Выбрать главу

— Вот и Кадур, — сказал Коклико, — попробуйте вырвать у него рассказ о том, что он видел.

— Дом караулят, — ответил араб, — но можно войти через окно, если нельзя через двери. Я все достал из шкафов: одежду, деньги, бумаги — и положил в тележку.

— А сверху морковь и репу, — пробормотал Коклико, потирая руки, — почти такой же болван, как и я, этот бедняга Кадур!

— Значит, все спасено? — спросил Гуго.

— Все.

— Теперь надо решаться, — объявил Коклико, — ясно, что мы не можем вечно жить ни в лавке с духами, ни в особняке принцессы. Да и не оставаться же нам навсегда в этих фиглярских костюмах!

Принцесса посмотрела на Гуго с тревогой. Вдруг Гуго ударил себя по лбу и спросил Кадура:

— Ты, должно быть, нашел среди бумаг запечатанный пакет?

— Разумеется.

— Иди и принеси его.

Кадур вышел.

— Мне позволено пустить в ход это письмо только в случае крайней необходимости, — продолжал Гуго, — или крайней опасности.

— Увы! Опасность грозит каждую минуту! — сказала принцесса.

— Придется, значит, прибегнуть к этому талисману, который мне дала моя мать, графиня де Шаржполь, в минуту разлуки.

Кадур вошел с пакетом в руке. Монтестрюк взял в волнении этот пакет, напоминавший ему о том счастливом, беззаботном времени, от которого теперь его отделяло столько событий. Гуго поцеловал шелковую нитку, обвязанную вокруг конверта руками графини, и разорвал верхний конверт; на втором, тоже запечатанном черной восковой печатью, он прочел следующий адрес, написанный дорогим почерком матери: «Графу де Колиньи от графини Луизы де Монтестрюк».

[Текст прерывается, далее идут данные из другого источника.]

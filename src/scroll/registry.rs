use crate::{
    foundation::core::Layout,
    scene::stage::Stage,
    scroll::region::ScrollRegion,
};

/// Stable identifier handed out by [`RegionRegistry::register`].
#[derive(
    Clone, Copy, Debug, PartialEq, Eq, PartialOrd, Ord, Hash, serde::Serialize, serde::Deserialize,
)]
pub struct RegionId(pub u64);

/// Immutable view of one region's resolved span, used for snapping and reporting.
#[derive(Clone, Debug, PartialEq, serde::Serialize)]
pub struct RegionSpan {
    pub id: RegionId,
    pub label: String,
    pub start: f64,
    pub end: f64,
    pub pinned: bool,
    pub degenerate: bool,
}

/// All active regions, ordered by resolved start offset after each rebuild.
#[derive(Clone, Debug, Default)]
pub struct RegionRegistry {
    regions: Vec<(RegionId, ScrollRegion)>,
    next_id: u64,
    pin_spacing: f64,
}

impl RegionRegistry {
    pub fn new() -> Self {
        Self::default()
    }

    /// Add a region. Its span stays unresolved until the next [`RegionRegistry::rebuild`].
    pub fn register(&mut self, region: ScrollRegion) -> RegionId {
        let id = RegionId(self.next_id);
        self.next_id += 1;
        tracing::debug!(?id, region = %region.name(), pinned = region.is_pinned(), "region registered");
        self.regions.push((id, region));
        id
    }

    pub fn unregister(&mut self, id: RegionId) -> Option<ScrollRegion> {
        let idx = self.regions.iter().position(|(rid, _)| *rid == id)?;
        let (_, region) = self.regions.remove(idx);
        tracing::debug!(?id, region = %region.name(), "region unregistered");
        Some(region)
    }

    /// Recompute every span against `layout` and re-sort by start.
    ///
    /// With `pin_spacing`, each pinned region pushes every region whose trigger lies
    /// below its own trigger down by its span, as the inserted spacer would.
    #[tracing::instrument(skip(self, stage))]
    pub fn rebuild(&mut self, stage: &Stage, layout: Layout, pin_spacing: bool) {
        for (_, region) in &mut self.regions {
            region.resolve(stage, layout.viewport);
        }

        self.pin_spacing = 0.0;
        if pin_spacing {
            let pins: Vec<(RegionId, f64, f64)> = self
                .regions
                .iter()
                .filter(|(_, r)| r.is_pinned() && !r.is_degenerate())
                .map(|(id, r)| (*id, r.trigger_bottom(), r.span()))
                .collect();
            for (id, region) in &mut self.regions {
                // A zero-height trigger ends where it starts; it never pushes itself.
                let shift: f64 = pins
                    .iter()
                    .filter(|(pin, bottom, _)| *pin != *id && *bottom <= region.trigger_top())
                    .map(|(_, _, span)| span)
                    .sum();
                if shift > 0.0 {
                    region.shift(shift);
                }
            }
            self.pin_spacing = pins.iter().map(|(_, _, span)| span).sum();
        }

        self.regions
            .sort_by(|(ia, a), (ib, b)| a.start().total_cmp(&b.start()).then(ia.cmp(ib)));
        tracing::debug!(
            regions = self.regions.len(),
            pin_spacing = self.pin_spacing,
            "registry rebuilt"
        );
    }

    /// Total pixels of pin spacing inserted by the last rebuild.
    pub fn pin_spacing(&self) -> f64 {
        self.pin_spacing
    }

    pub fn all(&self) -> impl Iterator<Item = (RegionId, &ScrollRegion)> {
        self.regions.iter().map(|(id, r)| (*id, r))
    }

    pub(crate) fn all_mut(&mut self) -> impl Iterator<Item = (RegionId, &mut ScrollRegion)> {
        self.regions.iter_mut().map(|(id, r)| (*id, r))
    }

    pub fn get(&self, id: RegionId) -> Option<&ScrollRegion> {
        self.regions.iter().find(|(rid, _)| *rid == id).map(|(_, r)| r)
    }

    /// Sorted snapshot of resolved spans.
    pub fn spans(&self) -> Vec<RegionSpan> {
        self.regions
            .iter()
            .map(|(id, r)| RegionSpan {
                id: *id,
                label: r.name().to_string(),
                start: r.start(),
                end: r.end(),
                pinned: r.is_pinned(),
                degenerate: r.is_degenerate(),
            })
            .collect()
    }

    pub fn len(&self) -> usize {
        self.regions.len()
    }

    pub fn is_empty(&self) -> bool {
        self.regions.is_empty()
    }

    /// Remove every region, returning them in registry order.
    pub(crate) fn drain(&mut self) -> Vec<(RegionId, ScrollRegion)> {
        self.pin_spacing = 0.0;
        std::mem::take(&mut self.regions)
    }
}

#[cfg(test)]
#[path = "../../tests/unit/scroll/registry.rs"]
mod tests;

— Бедная, милая матушка! — прошептал он. — Будто вчера еще только она меня обнимала! — Гуго подавил волнение и, подняв голову, продолжил: — Ну теперь я пойду к графу де Колиньи и попрошу у него помощи и покровительства. Только не в этом костюме я должен явиться к нему: он должен помочь дворянину, и я хочу говорить с ним, как дворянин.

— Конечно! — воскликнул Коклико. — Мы уже потеряли счет глупостям! Одной больше или одной меньше — право, ничего не значит!

Кадур не сказал ни слова и вышел опять. Он достал из тележки полный наряд, лежавший под грудой капусты, и принес его графу, который в одну минуту переоделся снова. На этот раз принцесса уже не могла участвовать в экспедиции. Она должна была наконец расстаться с тем, ради кого всем пожертвовала. Она встала, бледная, но твердая, и, протянув ему руку, прошептала:

— Вы любили меня всего один день; полагайтесь на меня всегда.

Вскоре после этого, закутанный с ног до головы в длинный плащ, из-под которого видны были только каблуки сапог, конец шпаги и перо на шляпе, Гуго благополучно добрался до особняка Колиньи, а за ним подошли Кадур-огородник и Коклико-тряпичник.

Как только граф вошел в двери особняка, его остановил дворецкий. Оказалось, что граф де Колиньи занят важными делами и никого не принимает.

— Потрудитесь доложить графу, что дело, по которому я пришел, не менее важно, — возразил Гуго гордо, — и что он сам будет раскаиваться, если меня не примет теперь же: речь идет о жизни человека.

— Как зовут вашу милость? — спросил дворецкий.

— Граф де Колиньи прочтет мое имя на бумаге, которую я должен вручить ему лично. Ступайте.

Дворецкий подчинился и почти тотчас вернулся со словами:

— Не угодно ли войти? Граф вас ожидает.

Колиньи стоял перед столом, заваленным картами и планами, в большой комнате, освещенной высокими окнами. У него был стройный стан; красивое лицо его поражало выражением смелости и упорства; ни утомительные походы, ни заботы честолюбия не оставили ни малейших следов на этом лице. Мужественный и ясный взор графа остановился на Гуго.

— Вы желали говорить со мной? — спросил он.

— Да, граф.

— Вы, значит, думали, что принесенная вами бумага настолько важна, что, не зная меня и не желая себя назвать, вы сочли себя вправе настаивать, чтобы я вас принял немедленно?

— Вы сами увидите это сейчас, я же вовсе не знаю, что в этой бумаге.

— А! — протянул граф де Колиньи с заинтересованным видом.

Гуго подал ему пакет. При первом взгляде на адрес граф де Колиньи вздрогнул и воскликнул:

— Графиня Луиза де Монтестрюк!..

Он поднял глаза и взглянул на стоявшего перед ним незнакомца, как будто ища в его чертах сходство с образом, воспоминание о котором сохранилось в глубине его сердца.